Following actions from the Obama and Biden administrations, the drug’s current Risk Evaluation and Mitigation Strategy (REMS), which has been in effect since 2023, allows women to obtain mifepristone with one telehealth visit with any approved healthcare provider (not necessarily a physician), allows women to self-administer the drugs obtained from a mail-order pharmacy, and allows women to take the drugs up to ten weeks gestation instead of seven weeks.
The FDA also stopped requiring prescribers to report serious adverse events other than deaths in 2016.
Pro-abortion groups like Planned Parenthood and The American College of Obstetricians and Gynecologists (ACOG) have contended scrapping these regulations is necessary in order to increase access to abortions, especially in wake of the Supreme Court’s Dobbs decision overturning Roe v. Wade. Roe had created the constitutional “right” to abortion 50 years before before the high court released its Dobbs decision in 2022, sending the issue back to states and their elected representatives.
The American Association of Pro-Life OBGYNs (AAPLOG) counters that relaxing regulations around mifepristone puts women at risk.

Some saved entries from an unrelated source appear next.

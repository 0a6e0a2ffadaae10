//! HTTP layer: router, request handlers and response-code mapping.

pub mod error;
pub mod handlers;

pub use error::{AppError, AppResult};

use axum::{Router, routing::get};
use tower_http::{cors::CorsLayer, trace::TraceLayer};

use crate::facade::ItemService;

#[derive(Clone)]
pub struct AppState {
    pub service: ItemService,
}

impl AppState {
    pub fn new(service: ItemService) -> Self {
        Self { service }
    }
}

pub fn build_router(state: AppState) -> Router {
    Router::new()
        .route("/health", get(handlers::healthcheck))
        .route(
            "/api/items",
            get(handlers::list_items).post(handlers::create_item),
        )
        .route("/api/items/process", get(handlers::process_items))
        .route(
            "/api/items/{id}",
            get(handlers::get_item)
                .put(handlers::update_item)
                .delete(handlers::delete_item),
        )
        .layer(TraceLayer::new_for_http())
        .layer(CorsLayer::permissive())
        .with_state(state)
}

Specifically, they warn a lack of in-person evaluation could put women at risk of having undiagnosed ectopic pregnancies or miscalculating how far along they are.
“The abortion pill can cause an ectopic pregnancy to burst and put the woman’s life in danger. Yet we find that roughly one in 300 women who takes the pill in the real world is diagnosed with an ectopic pregnancy after she has already taken the pill,” the study’s authors previously told Breitbart News. “The FDA must reinstate stronger safeguards to prevent this from happening.”

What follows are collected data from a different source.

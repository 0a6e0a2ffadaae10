use std::sync::Arc;

use anyhow::{Context, Result};
use itemflow::{
    config::AppConfig,
    facade::ItemService,
    storage::InMemoryItemStore,
    web::{AppState, build_router},
};
use tracing::{error, info};
use tracing_subscriber::{EnvFilter, layer::SubscriberExt, util::SubscriberInitExt};

#[tokio::main]
async fn main() -> Result<()> {
    init_tracing();

    let config = AppConfig::from_env().context("failed to load application configuration")?;

    let store = Arc::new(InMemoryItemStore::new());
    let service = ItemService::new(store, config.batch_workers);
    let app = build_router(AppState::new(service));

    let addr = config.address();
    let listener = tokio::net::TcpListener::bind(&addr)
        .await
        .with_context(|| format!("failed to bind to {addr}"))?;

    info!(address = %addr, batch_workers = config.batch_workers, "item service started");

    axum::serve(listener, app)
        .with_graceful_shutdown(shutdown_signal())
        .await
        .context("server error")?;

    Ok(())
}

fn init_tracing() {
    tracing_subscriber::registry()
        .with(
            EnvFilter::try_from_default_env()
                .unwrap_or_else(|_| EnvFilter::new("itemflow=debug,tower_http=info")),
        )
        .with(tracing_subscriber::fmt::layer())
        .init();
}

async fn shutdown_signal() {
    let ctrl_c = async {
        if let Err(err) = tokio::signal::ctrl_c().await {
            error!(error = %err, "unable to install Ctrl+C signal handler");
        }
    };

    #[cfg(unix)]
    let terminate = async {
        use tokio::signal::unix::{SignalKind, signal};

        match signal(SignalKind::terminate()) {
            Ok(mut signal) => {
                signal.recv().await;
            }
            Err(err) => {
                error!(error = %err, "unable to install SIGTERM handler");
                std::future::pending::<()>().await;
            }
        }
    };

    #[cfg(not(unix))]
    let terminate = std::future::pending::<()>();

    tokio::select! {
        _ = ctrl_c => {},
        _ = terminate => {},
    }
}
pub mod memory;

pub use memory::InMemoryItemStore;

use async_trait::async_trait;

use crate::core::{Item, StoreResult};

/// Keyed persistence contract consumed by the facade and the batch processor.
///
/// Implementations must be safe for concurrent access by multiple
/// simultaneous callers.
#[async_trait]
pub trait ItemStore: Send + Sync {
    async fn find_all(&self) -> StoreResult<Vec<Item>>;

    /// Snapshot of all current keys. Does not block on any individual record.
    async fn find_all_ids(&self) -> StoreResult<Vec<u64>>;

    async fn find_by_id(&self, id: u64) -> StoreResult<Option<Item>>;

    /// Insert when the id is unset (the store assigns one), update otherwise.
    /// Returns the persisted form.
    async fn save(&self, item: Item) -> StoreResult<Item>;

    /// Returns whether a record with that id existed and was removed.
    async fn delete_by_id(&self, id: u64) -> StoreResult<bool>;
}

“The further along the woman is in her pregnancy, the larger and more developed her unborn child is, the greater the risk of complications from the abortion pill, such as retained fetal parts,” they continued. “By tightening gestational age limits and requiring the doctor to accurately assess gestational age before prescribing the pill, the FDA can reduce the risk of harm to the woman.”

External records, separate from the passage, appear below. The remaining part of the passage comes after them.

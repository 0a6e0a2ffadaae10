use lazy_static::lazy_static;
use regex::Regex;
use serde::{Deserialize, Serialize};

lazy_static! {
    static ref EMAIL_PATTERN: Regex =
        Regex::new(r"^[a-zA-Z0-9-\.]+@[a-zA-Z0-9-]+\.[a-zA-Z]{2,4}$").unwrap();
}

/// Processing state of an item.
///
/// Every item starts out [`ItemStatus::Unprocessed`]; only the batch
/// processor (or an explicit update) moves it to [`ItemStatus::Processed`].
#[derive(Debug, Clone, Copy, Default, PartialEq, Eq, Serialize, Deserialize)]
#[serde(rename_all = "SCREAMING_SNAKE_CASE")]
pub enum ItemStatus {
    #[default]
    Unprocessed,
    Processed,
}

/// The persisted record this service manages.
///
/// `id` is `None` until the store assigns one on insert and is immutable
/// afterwards. A missing `status` field deserializes to the default.
#[derive(Debug, Clone, PartialEq, Serialize, Deserialize)]
pub struct Item {
    pub id: Option<u64>,
    pub name: String,
    pub description: Option<String>,
    #[serde(default)]
    pub status: ItemStatus,
    pub email: Option<String>,
}

impl Item {
    /// Collects every validation violation for this payload.
    ///
    /// An empty vector means the payload is acceptable. Absent email is
    /// valid; a present one must match the expected address shape.
    pub fn validate(&self) -> Vec<String> {
        let mut errors = Vec::new();

        if let Some(email) = self.email.as_deref()
            && !EMAIL_PATTERN.is_match(email)
        {
            errors.push("Wrong email format".to_string());
        }

        errors
    }
}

The study is the first in a series investigating women’s health and abortion using real-world data. EPPC released a second report on Monday using the same insurance claims data, suggesting the real-world failure rate of a mifepristone abortion is at least 5.26 percent, which is double the failure rate reported on the FDA-approved drug label.
In 2023, medication abortions accounted for 63 percent of all abortions within the formal U.S. healthcare system — meaning an estimated 642,700 unborn babies died in medication abortions, according to the pro-abortion Guttmacher Institute. The percentage was up from an estimated 53 percent in 2020 and 39 percent in 2017. The report did not account for abortion pills obtained through underground national and international networks, including those that send pills to women in states with abortion restrictions.
In a medication abortion, mifepristone blocks the action of progesterone, which the mother’s body produces to nourish the pregnancy. When progesterone is blocked, the lining of the mother’s uterus deteriorates, and blood and nourishment are cut off to the developing baby, who then dies inside the mother’s womb. The drug misoprostol (also called Cytotec) then causes contractions and bleeding to expel the baby from the mother’s uterus.
Danco Laboratories says on its website that “although cramping and bleeding are an expected part of ending a pregnancy, rarely, serious and potentially life-threatening bleeding, infections, or other problems can occur following a miscarriage, surgical abortion, medical abortion, or childbirth.”
“Seeking medical attention as soon as possible is needed in these circumstances. Serious infection has resulted in death in a very small number of cases. There is no information that use of Mifeprex and misoprostol caused these deaths,” the website states. “If you have any questions, concerns, or problems, or if you are worried about any side effects or symptoms, you should contact your healthcare provider.”